Design and validation of a clinical whole genome sequencing-based assay for patient screening in a large healthcare system

Josiah T Wagner¹John T Welle¹Isabelle A Lucas Beckett^1,2Kate R Emery¹Benjamin A Cosgrove¹Krzysztof Olszewski³Nick Wagner¹Tucker C Bower¹Li Chi Yuan¹Eric M Shull¹Kathleen Jade²Jon Clemens¹Andrew Magis²Mary B Campbell¹Ora K Gordon¹Carlo Bifulco¹Brian Piening^1*

• ¹Providence Health and Services, Portland, United States
• ²Institute for Systems Biology, Seattle, United States
• ³Fabric Genomics, Oakland, United States

Population genetic screening is rapidly emerging as a key methodology in the clinical laboratory for detecting actionable genomic conditions in asymptomatic patients. While current clinical methods are largely focused on targeted gene panels, the increasing efficiency of next-generation sequencing (NGS) platforms permits the use of whole genome sequencing (WGS) for routine clinical applications. The key advantage of WGS is that the complete genome produced by a single sequencing event can form the basis for a patient's genomic health care record for reanalysis throughout a patient's lifetime.

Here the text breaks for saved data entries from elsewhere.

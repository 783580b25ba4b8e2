// ==========================================
// 轮胎库存上报系统 - 解析结果仓储
// ==========================================
// 存储: 每个 ParseOutcome 一个 JSON 文件，文件名 = 存储键
// 红线: 写入后只读；读取与清理并发时返回 NotFound，不 panic
// ==========================================

use crate::domain::stock::ParseOutcome;
use crate::repository::error::{RepositoryError, RepositoryResult};
use crate::repository::{remove_files_in, validate_key};
use std::fs;
use std::io::ErrorKind;
use std::path::{Path, PathBuf};
use tracing::{debug, info};

// ==========================================
// ProcessedStore Trait
// ==========================================
pub trait ProcessedStore: Send + Sync {
    fn save(&self, key: &str, outcome: &ParseOutcome) -> RepositoryResult<()>;

    fn load(&self, key: &str) -> RepositoryResult<ParseOutcome>;

    /// 删除全部结果，返回删除数量
    fn clear(&self) -> RepositoryResult<usize>;
}

// ==========================================
// JsonFileStore - JSON 文件实现
// ==========================================
pub struct JsonFileStore {
    dir: PathBuf,
}

impl JsonFileStore {
    /// 创建仓储（目录不存在时自动创建）
    pub fn new<P: AsRef<Path>>(dir: P) -> RepositoryResult<Self> {
        let dir = dir.as_ref().to_path_buf();
        fs::create_dir_all(&dir)?;
        Ok(Self { dir })
    }

    pub fn dir(&self) -> &Path {
        &self.dir
    }

    fn path_for(&self, key: &str) -> RepositoryResult<PathBuf> {
        validate_key(key)?;
        Ok(self.dir.join(key))
    }
}

impl ProcessedStore for JsonFileStore {
    fn save(&self, key: &str, outcome: &ParseOutcome) -> RepositoryResult<()> {
        let path = self.path_for(key)?;
        let json = serde_json::to_vec_pretty(outcome)?;
        fs::write(&path, json)?;
        info!(key = %key, items = outcome.all_items.len(), "解析结果已保存");
        Ok(())
    }

    fn load(&self, key: &str) -> RepositoryResult<ParseOutcome> {
        let path = self.path_for(key)?;
        let raw = match fs::read(&path) {
            Ok(raw) => raw,
            Err(e) if e.kind() == ErrorKind::NotFound => {
                return Err(RepositoryError::NotFound {
                    entity: "ParseOutcome".to_string(),
                    id: key.to_string(),
                })
            }
            Err(e) => return Err(e.into()),
        };
        debug!(key = %key, bytes = raw.len(), "读取解析结果");
        Ok(serde_json::from_slice(&raw)?)
    }

    fn clear(&self) -> RepositoryResult<usize> {
        let removed = remove_files_in(&self.dir)?;
        info!(removed = removed, dir = %self.dir.display(), "解析结果已清理");
        Ok(removed)
    }
}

Here, we developed a scalable clinical WGS-based lab developed procedure (LDP) for heritable disease gene testing and pharmacogenomics (PGx). We performed extensive validation across a range of blood, saliva, and reference specimens. The clinical deliverable for the WGS LDP was 78 genes associated with actionable genomic conditions and 4 PGx genes. The validation cohort consisted of samples from 188 study participants that were orthogonally sequenced at commercial reference laboratories and additional reference materials. The deployed LDP was then used to sequence over 2000 patients as part of a broader clinical implementation study ("Geno4ME"). We demonstrate that the WGS LDP has excellent sensitivity, specificity, and accuracy, thus supporting WGS as a viable method for broad clinical screening.